### TASK OBJECTIVE
Copy the lines exactly. Begin at the first line of the data and stop after the line with "small synthetic image.".

__________

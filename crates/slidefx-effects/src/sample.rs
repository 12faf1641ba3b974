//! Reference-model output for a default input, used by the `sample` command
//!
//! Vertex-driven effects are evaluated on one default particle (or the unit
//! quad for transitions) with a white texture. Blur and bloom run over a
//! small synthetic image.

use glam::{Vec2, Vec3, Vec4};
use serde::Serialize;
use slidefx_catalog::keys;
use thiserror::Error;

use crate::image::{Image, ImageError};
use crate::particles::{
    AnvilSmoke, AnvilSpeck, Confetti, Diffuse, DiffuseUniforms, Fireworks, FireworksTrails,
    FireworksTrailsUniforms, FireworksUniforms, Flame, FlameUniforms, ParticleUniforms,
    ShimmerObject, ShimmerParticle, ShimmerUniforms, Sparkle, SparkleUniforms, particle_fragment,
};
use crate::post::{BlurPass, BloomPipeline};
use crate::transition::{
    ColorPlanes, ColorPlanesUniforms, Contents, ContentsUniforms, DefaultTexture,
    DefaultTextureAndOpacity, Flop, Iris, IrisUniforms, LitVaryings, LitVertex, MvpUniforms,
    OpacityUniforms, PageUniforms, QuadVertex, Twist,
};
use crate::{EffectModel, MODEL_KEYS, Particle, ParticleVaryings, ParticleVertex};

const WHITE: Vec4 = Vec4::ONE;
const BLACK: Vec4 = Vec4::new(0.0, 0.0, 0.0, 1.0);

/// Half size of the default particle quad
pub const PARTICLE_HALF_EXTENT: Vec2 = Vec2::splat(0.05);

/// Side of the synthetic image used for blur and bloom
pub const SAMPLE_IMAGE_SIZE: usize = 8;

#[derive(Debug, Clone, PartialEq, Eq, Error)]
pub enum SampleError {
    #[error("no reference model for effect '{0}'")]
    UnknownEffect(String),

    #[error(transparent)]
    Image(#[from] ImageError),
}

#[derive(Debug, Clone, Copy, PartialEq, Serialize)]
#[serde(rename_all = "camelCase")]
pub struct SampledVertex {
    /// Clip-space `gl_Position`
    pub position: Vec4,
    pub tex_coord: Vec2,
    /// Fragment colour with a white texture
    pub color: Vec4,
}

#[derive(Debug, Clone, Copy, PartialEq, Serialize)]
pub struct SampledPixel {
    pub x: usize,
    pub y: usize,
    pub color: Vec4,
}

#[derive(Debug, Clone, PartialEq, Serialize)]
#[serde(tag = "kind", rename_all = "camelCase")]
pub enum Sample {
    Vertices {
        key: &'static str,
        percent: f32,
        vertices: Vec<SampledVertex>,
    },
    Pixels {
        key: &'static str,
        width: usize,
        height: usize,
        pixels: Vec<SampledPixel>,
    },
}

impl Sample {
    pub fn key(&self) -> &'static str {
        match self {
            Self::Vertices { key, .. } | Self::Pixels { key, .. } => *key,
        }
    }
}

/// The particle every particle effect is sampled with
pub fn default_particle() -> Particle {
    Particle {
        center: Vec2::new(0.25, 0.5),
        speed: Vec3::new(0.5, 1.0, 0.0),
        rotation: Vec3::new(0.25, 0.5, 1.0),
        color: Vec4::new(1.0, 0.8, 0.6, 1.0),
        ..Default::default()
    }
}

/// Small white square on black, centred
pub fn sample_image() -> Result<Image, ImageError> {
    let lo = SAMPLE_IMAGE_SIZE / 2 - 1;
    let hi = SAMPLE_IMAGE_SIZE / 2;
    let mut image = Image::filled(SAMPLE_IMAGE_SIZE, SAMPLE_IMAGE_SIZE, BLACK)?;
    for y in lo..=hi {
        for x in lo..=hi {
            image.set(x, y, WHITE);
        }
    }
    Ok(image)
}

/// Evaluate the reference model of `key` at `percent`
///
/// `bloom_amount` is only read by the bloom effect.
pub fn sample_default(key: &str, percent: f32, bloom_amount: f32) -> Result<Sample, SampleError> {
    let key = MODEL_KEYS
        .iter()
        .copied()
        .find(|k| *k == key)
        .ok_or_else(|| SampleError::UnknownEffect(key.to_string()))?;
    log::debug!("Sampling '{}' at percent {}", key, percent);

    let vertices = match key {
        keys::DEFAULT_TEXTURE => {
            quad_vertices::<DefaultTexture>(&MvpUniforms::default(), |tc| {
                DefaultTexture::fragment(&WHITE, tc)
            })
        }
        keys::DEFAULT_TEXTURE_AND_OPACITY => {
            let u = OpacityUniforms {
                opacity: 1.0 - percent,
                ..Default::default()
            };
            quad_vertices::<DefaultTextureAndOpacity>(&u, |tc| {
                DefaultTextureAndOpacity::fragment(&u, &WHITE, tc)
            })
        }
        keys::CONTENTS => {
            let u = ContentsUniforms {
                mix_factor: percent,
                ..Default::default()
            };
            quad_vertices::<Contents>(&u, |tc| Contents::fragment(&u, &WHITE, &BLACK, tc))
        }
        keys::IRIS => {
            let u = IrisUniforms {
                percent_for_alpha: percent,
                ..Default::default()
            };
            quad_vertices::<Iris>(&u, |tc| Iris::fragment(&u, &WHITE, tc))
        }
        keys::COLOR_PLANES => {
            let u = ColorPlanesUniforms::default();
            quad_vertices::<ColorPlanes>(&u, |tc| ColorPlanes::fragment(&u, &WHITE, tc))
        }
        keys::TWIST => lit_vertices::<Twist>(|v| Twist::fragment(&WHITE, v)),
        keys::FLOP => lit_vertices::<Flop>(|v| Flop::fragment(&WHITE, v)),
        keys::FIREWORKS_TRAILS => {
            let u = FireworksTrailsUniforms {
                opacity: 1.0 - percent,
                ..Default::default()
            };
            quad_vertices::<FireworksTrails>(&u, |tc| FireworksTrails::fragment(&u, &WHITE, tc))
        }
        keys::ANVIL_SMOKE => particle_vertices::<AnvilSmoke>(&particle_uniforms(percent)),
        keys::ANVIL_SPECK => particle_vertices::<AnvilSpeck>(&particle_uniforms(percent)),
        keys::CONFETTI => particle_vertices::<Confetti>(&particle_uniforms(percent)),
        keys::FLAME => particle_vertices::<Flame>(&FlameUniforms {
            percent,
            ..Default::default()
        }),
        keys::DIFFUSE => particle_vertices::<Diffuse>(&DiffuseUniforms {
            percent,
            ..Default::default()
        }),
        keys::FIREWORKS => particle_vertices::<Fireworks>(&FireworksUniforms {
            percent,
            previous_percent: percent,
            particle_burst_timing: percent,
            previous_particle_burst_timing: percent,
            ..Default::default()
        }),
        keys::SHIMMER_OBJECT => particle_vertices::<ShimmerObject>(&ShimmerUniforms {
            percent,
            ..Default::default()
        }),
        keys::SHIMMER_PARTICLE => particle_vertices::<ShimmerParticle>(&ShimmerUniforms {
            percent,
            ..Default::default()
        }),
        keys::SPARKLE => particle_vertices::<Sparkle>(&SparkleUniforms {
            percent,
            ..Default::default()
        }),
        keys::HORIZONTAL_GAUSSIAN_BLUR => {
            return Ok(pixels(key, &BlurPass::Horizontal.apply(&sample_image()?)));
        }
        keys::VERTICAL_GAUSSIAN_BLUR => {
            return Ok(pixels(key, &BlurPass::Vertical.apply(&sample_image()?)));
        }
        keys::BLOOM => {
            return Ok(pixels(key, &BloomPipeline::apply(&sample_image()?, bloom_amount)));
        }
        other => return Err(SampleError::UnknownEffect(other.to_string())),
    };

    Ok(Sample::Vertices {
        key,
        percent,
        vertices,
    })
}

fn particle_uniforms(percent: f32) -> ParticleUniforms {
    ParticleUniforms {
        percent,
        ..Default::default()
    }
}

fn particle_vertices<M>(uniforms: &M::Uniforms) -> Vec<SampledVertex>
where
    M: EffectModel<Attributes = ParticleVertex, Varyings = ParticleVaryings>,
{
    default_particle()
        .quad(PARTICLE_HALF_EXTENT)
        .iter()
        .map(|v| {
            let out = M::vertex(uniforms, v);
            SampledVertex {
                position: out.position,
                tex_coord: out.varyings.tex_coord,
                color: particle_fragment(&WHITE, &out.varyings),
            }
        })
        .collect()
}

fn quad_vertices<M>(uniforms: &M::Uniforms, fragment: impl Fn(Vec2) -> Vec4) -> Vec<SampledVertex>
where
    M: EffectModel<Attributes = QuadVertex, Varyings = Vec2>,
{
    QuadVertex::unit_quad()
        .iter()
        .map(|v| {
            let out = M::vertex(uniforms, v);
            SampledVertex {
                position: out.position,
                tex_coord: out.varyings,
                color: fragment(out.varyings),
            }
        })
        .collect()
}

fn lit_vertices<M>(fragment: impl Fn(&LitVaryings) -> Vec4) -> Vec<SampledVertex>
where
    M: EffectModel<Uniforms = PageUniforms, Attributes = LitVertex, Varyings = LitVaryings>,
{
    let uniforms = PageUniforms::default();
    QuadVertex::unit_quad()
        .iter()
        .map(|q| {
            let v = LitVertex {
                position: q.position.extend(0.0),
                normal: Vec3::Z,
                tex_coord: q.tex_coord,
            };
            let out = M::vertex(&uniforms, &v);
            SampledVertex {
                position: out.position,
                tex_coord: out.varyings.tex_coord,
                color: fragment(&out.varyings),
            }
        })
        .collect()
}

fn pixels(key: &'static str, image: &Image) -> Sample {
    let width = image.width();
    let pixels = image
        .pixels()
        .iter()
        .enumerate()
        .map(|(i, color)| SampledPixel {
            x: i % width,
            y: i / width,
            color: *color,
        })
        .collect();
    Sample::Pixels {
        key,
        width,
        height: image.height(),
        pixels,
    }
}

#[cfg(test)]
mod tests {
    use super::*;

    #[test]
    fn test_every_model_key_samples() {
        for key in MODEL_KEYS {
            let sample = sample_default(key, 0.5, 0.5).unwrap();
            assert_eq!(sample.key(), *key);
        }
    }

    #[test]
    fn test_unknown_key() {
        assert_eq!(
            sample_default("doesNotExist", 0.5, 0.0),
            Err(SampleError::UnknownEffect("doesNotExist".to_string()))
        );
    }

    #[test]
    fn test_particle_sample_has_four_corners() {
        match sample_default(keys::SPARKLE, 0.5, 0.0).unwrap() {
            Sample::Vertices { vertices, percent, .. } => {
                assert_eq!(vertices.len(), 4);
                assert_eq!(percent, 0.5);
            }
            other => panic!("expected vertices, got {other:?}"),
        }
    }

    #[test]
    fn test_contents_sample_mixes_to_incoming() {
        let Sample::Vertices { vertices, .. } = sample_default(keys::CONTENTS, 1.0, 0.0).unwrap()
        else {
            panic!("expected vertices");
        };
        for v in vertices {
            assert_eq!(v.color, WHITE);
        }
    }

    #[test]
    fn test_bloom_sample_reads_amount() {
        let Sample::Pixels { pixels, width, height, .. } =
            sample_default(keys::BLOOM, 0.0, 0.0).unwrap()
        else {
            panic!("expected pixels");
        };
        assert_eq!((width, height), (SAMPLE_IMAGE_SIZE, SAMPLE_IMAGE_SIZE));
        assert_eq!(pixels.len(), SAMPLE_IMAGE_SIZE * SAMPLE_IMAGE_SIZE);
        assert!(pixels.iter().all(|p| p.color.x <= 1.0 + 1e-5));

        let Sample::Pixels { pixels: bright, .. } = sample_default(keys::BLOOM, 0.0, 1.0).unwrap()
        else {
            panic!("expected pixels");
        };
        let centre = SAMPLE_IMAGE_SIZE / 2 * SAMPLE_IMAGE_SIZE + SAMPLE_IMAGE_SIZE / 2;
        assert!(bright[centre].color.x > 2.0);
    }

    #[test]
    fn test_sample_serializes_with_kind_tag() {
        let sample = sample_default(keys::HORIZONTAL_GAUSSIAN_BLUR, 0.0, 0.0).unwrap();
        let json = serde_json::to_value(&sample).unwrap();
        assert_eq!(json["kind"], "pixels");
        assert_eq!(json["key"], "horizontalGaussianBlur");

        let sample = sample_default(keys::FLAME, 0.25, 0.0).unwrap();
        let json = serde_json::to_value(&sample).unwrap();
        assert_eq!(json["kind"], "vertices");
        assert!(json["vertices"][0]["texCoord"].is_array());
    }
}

__________

### SOLUTION TO THE EXERCISE
filename crates/slidefx-effects/src/sample.rs
repository 12faf1641ba3b974
//! Reference-model output for a default input, used by the `sample` command
//!
//! Vertex-driven effects are evaluated on one default particle (or the unit
//! quad for transitions) with a white texture. Blur and bloom run over a
//! small synthetic image.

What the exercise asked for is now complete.